Well, as is the case in any good horror flick we've got two mad scientists (or a mad doctor and his assistant) on the loose. John Litel is the respectable one, and Bogart is his extremely Caucasian and clammy assistant. That whiteness isn't caused by ethnicity, though; it's a result of a lack of his own blood. Bogart had, in a past life, been a doctor who was executed for his role in a crime several years earlier. Litel's doctor character has been studying synthetic blood, and the possibility of revivifying lower animals -- and even people! However, the blood isn't perfect, as it doesn't give humans the normal skin tone, and it's not a permanent solution either. That would explain why so many people go missing: Bogart needs more and more of their blood!

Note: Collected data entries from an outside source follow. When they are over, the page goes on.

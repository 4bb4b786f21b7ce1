//! BucketSync Core - Domain logic and business rules
//!
//! This crate contains the hexagonal architecture core with:
//! - **Domain types** - `ObjectAddress`, `AccessGrant`, `ContentDigest`, `UploadPolicy`
//! - **Use cases** - `TransferObjectUseCase`, `AccessPolicyUseCase`, `ObjectOpsUseCase`
//! - **Port definitions** - Traits for adapters: `IObjectStore`, `ILocalFileSystem`
//! - **Configuration** - YAML-backed `Config` with validation and a builder
//!
//! # Architecture
//!
//! The domain module contains pure rules with no I/O. Ports define the trait
//! interfaces that adapter crates implement (the GCS client, the local
//! filesystem). Use cases orchestrate domain rules through port interfaces
//! for one object at a time; tree-level orchestration lives in
//! `bucketsync-sync`.

pub mod config;
pub mod domain;
pub mod ports;
pub mod usecases;
//! Domain error types
//!
//! [`SyncError`] is the single error taxonomy of the workspace. Backend
//! failures always reach it through [`StoreError::annotate`], which attaches
//! the operation, bucket and object name so a failure can be diagnosed
//! without knowing which storage adapter produced it.
//!
//! [`StoreError::annotate`]: crate::ports::object_store::StoreError::annotate

use std::fmt;
use std::path::PathBuf;

use thiserror::Error;

use super::acl::IdType;

/// Errors that can occur while addressing, transferring or sharing objects
#[derive(Debug, Error)]
pub enum SyncError {
    /// The string is not a legal `gs://bucket/path` address
    #[error("Invalid object address: {0}")]
    InvalidAddress(String),

    /// An option or configuration value could not be understood
    #[error("Configuration error: {0}")]
    Configuration(String),

    /// The remote object (or bucket) does not exist
    #[error("Not found: gs://{bucket}/{name}")]
    NotFound {
        /// Bucket that was queried
        bucket: String,
        /// Object name within the bucket
        name: String,
    },

    /// The digest stored by the backend differs from the local fingerprint
    #[error("Integrity check failed for gs://{bucket}/{name}: expected MD5 {expected}, found {actual}")]
    Integrity {
        /// Bucket holding the object
        bucket: String,
        /// Object whose digest was checked
        name: String,
        /// Digest computed from the local file
        expected: String,
        /// Digest reported by the backend
        actual: String,
    },

    /// Copying the staging object to its final name failed
    ///
    /// The staging object is left in the bucket for inspection.
    #[error("Failed to copy gs://{bucket}/{staging} to {destination} (staging object kept): {source:#}")]
    Transfer {
        /// Bucket holding both objects
        bucket: String,
        /// Name of the staging object that was left behind
        staging: String,
        /// Final destination address
        destination: String,
        /// Underlying backend failure
        #[source]
        source: anyhow::Error,
    },

    /// More than one ACL entry matches one identity
    #[error("Ambiguous grant on gs://{bucket}/{name}: {count} entries match {id_type} '{id_value}'")]
    AmbiguousGrant {
        /// Bucket holding the object
        bucket: String,
        /// Object whose ACL was read
        name: String,
        /// Identity kind that was looked up
        id_type: IdType,
        /// Identity value that was looked up
        id_value: String,
        /// Number of matching entries found
        count: usize,
    },

    /// An opaque transport or authorization failure from the storage backend
    #[error("Backend error while {operation} gs://{bucket}/{name}: {source:#}")]
    Backend {
        /// What the engine was doing, e.g. "uploading" or "listing"
        operation: &'static str,
        /// Bucket involved
        bucket: String,
        /// Object name or prefix involved
        name: String,
        /// Underlying backend failure
        #[source]
        source: anyhow::Error,
    },

    /// Reading, writing or walking the local filesystem failed
    #[error("Local I/O error on {}: {source:#}", .path.display())]
    LocalIo {
        /// Local path involved
        path: PathBuf,
        /// Underlying filesystem failure
        #[source]
        source: anyhow::Error,
    },

    /// A worker ended without reporting a result for its task
    #[error("Internal error: {0}")]
    Internal(String),

    /// One or more files of a tree transfer failed permanently
    #[error("{0}")]
    Batch(BatchFailure),
}

impl SyncError {
    /// Returns true if repeating the operation may succeed
    ///
    /// Integrity, configuration and address errors describe a logic or data
    /// problem, and an ambiguous ACL will stay ambiguous, so none of them is
    /// worth another attempt.
    pub fn is_retryable(&self) -> bool {
        !matches!(
            self,
            SyncError::Integrity { .. }
                | SyncError::Configuration(_)
                | SyncError::InvalidAddress(_)
                | SyncError::AmbiguousGrant { .. }
        )
    }

    /// Wraps a local filesystem failure with the path it concerns
    pub fn local_io(path: impl Into<PathBuf>, source: impl Into<anyhow::Error>) -> Self {
        SyncError::LocalIo {
            path: path.into(),
            source: source.into(),
        }
    }
}

/// Aggregate report of every file that failed during a tree transfer
#[derive(Debug)]
pub struct BatchFailure {
    /// Direction of the transfer ("upload" or "download")
    pub operation: &'static str,
    /// Every failed relative path with its terminal error
    pub failures: Vec<(String, SyncError)>,
}

impl BatchFailure {
    /// Creates a report, sorting entries by relative path
    pub fn new(operation: &'static str, mut failures: Vec<(String, SyncError)>) -> Self {
        failures.sort_by(|a, b| a.0.cmp(&b.0));
        Self {
            operation,
            failures,
        }
    }

    /// Relative paths of every failed file
    pub fn paths(&self) -> impl Iterator<Item = &str> {
        self.failures.iter().map(|(path, _)| path.as_str())
    }

    /// Terminal error recorded for `path`, if it failed
    pub fn error_for(&self, path: &str) -> Option<&SyncError> {
        self.failures
            .iter()
            .find(|(p, _)| p == path)
            .map(|(_, err)| err)
    }

    /// Number of failed files
    pub fn len(&self) -> usize {
        self.failures.len()
    }

    /// Returns true if nothing failed
    pub fn is_empty(&self) -> bool {
        self.failures.is_empty()
    }
}

impl fmt::Display for BatchFailure {
    fn fmt(&self, f: &mut fmt::Formatter<'_>) -> fmt::Result {
        writeln!(f, "Failed to {} the following:", self.operation)?;
        writeln!(f)?;
        for (path, err) in &self.failures {
            writeln!(f, "{path}: {err}")?;
        }
        Ok(())
    }
}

I suppose I've been a bit misleading in the post title, in that Bogart isn't really playing a vampire here. That having been said, what he is playing in The Return of Doctor X is something quite strange and interesting. This is the sort of movie that had been made the entire decade, with there even being an original Doctor X, which is pretty much unrelated to this one. It's not much better or worse than those other horror flicks, although because it came out much later, there's not much original to it. Indeed, it's the presence of Bogart that makes this film so interesting. This character is so different from everything else he did, and a testament to the studio system -- one can't imagine Bogart picking a role like this of his own volition (and supposedly, he hated this movie). Still, even if it's not that great a movie, it's enjoyable and, at just a little over an hour, not that big a waste of time.

The Return of Doctor X has made its way to DVD, even in a box set with a bunch of other fun horror flicks from the 30s.